老後資金 =(想定死亡年齢 ー 引退年齢)×(支出 ー 引退後収入)
※引退後収入=公的年金 + 私的年金 + 不労所得
※支出や引退後収入は年額
引退後収入とは、大雑把に、公的年金 + 私的年金 + 不労所得 と表現できます。これらの金額を増やしていくことで、必要な老後資金を減らしていくことができます。
公的年金
公的年金には、会社員や勤務医が加入する厚生年金と、個人開業医やフリーランス医師が加入する国民年金があります。
厚生年金の方は、現役時代に支払った社会保険料が多ければ多いほど増えていきます。
しかし国民年金は保険料が固定(2024年現在は月額16,980円)である代わりに年金額も固定(2024年現在は月額68,000円)です。
そのため、残念ながら個人開業医やフリーランス医師が公的年金を増やすことはできません。※一応「付加年金」を支払えば増やすことはできますが、影響としては少ないです。
私的年金
私的年金は、民間保険会社が提供する個人年金保険や、各企業・団体が独自に導入している企業年金、公的制度であるiDeCo(個人型確定拠出年金)などが該当します。
個人年金保険や企業年金については個別に損得を計算しなければなりません。
特に個人年金保険は手数料が高かったり、仕組みが複雑すぎて理解しないまま加入していたりするケースが多いため注意が必要です。
私的年金の中で最もパフォーマンスが高いのがiDeCo(個人型確定拠出年金)です。
iDeCoに関してはこちらの記事で詳しく解説しているので、ぜひ参考にしてみてください。
不労所得
不労所得の定義は曖昧ですが、基本的に「自分が働かなくても入ってくる所得」を指します。そのため、引退後収入としてカウントできるのです。

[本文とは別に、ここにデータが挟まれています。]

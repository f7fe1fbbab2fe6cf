// Copyright 2026 Layne Penney
// SPDX-License-Identifier: AGPL-3.0-or-later

//! ctxweave - Source-to-source rewriting of Go packages.
//!
//! Two transforms are provided:
//!
//! - **context**: every function declaration and interface method gains a
//!   leading `ctx context.Context` parameter unless it already has one
//! - **trace**: every function with a named context parameter opens a tracing
//!   span on entry and closes it on exit
//!
//! # Architecture
//!
//! - [`syntax`] - Lossless Go source model, parser and printer
//! - [`transform`] - Declaration classification, import handling and the transforms
//! - [`orchestrator`] - Directory traversal, per-file pipeline and output modes
//! - [`config`] - Configuration loading and merging
//! - [`telemetry`] - Tracing, metrics, and observability infrastructure
//! - [`error`] - Error types and result aliases
//!
//! # Example
//!
//! ```rust,ignore
//! use ctxweave::config::{load_config, CliOptions};
//! use ctxweave::orchestrator::{run, stdout_emitter, RunSettings};
//! use ctxweave::transform::TransformKind;
//!
//! let config = load_config(Path::new("."), CliOptions::default())?;
//! let transform = TransformKind::Trace.build(&config);
//! let summary = run(vec!["./pkg".into()], RunSettings::from_config(&config), transform, stdout_emitter()).await;
//! ```

pub mod config;
pub mod error;
pub mod orchestrator;
pub mod syntax;
pub mod telemetry;
pub mod transform;

// Re-export commonly used types at crate root
pub use config::{load_config, CliOptions, ResolvedConfig};
pub use error::{ConfigError, Result, TransformError};
pub use orchestrator::{FileOutcome, OutputMode, RunSettings, RunSummary};
pub use syntax::{print, GoParser, SourceUnit};
pub use transform::{ContextInjector, SpanInjector, Transform, TransformKind, TransformReport};

/// ctxweave version.
pub const VERSION: &str = env!("CARGO_PKG_VERSION");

不労所得は、自分以外の「ヒト・モノ・カネ」に働いてもらうことで構築することができます。最も分かりやすいものは「カネ」に働いてもらう投資ですね。
代表的なインデックスファンド投資で期待できる利益は年率5%ほどです。
例えば、100万円を投資に回した場合、100万円をリスクに晒して、対価として5万円を得るというのが投資の基本的な姿勢になります。
まさに、お金に働いてもらっている状態ですね
投資に関しても先程のiDeCoの記事で紹介しているので、併せて参考にしてみてください。
まとめ
W先生は、コンサルティングの結果から引退年齢の65歳には、金融資産7,000万円と、引退後収入として公的年金やiDeCo、不労所得などで月40万円が得られる見込みとなりました。
また、65歳以降の支出も計算して、引退後の収支が月々10万円程度に収まることが分かりました。長期的に安心して暮らすことができる水準となったのです。
今後は収支0を目指して、マイクロ法人の設立も視野に入れ、100歳まで生きても安心して暮らせるようにしていく予定です。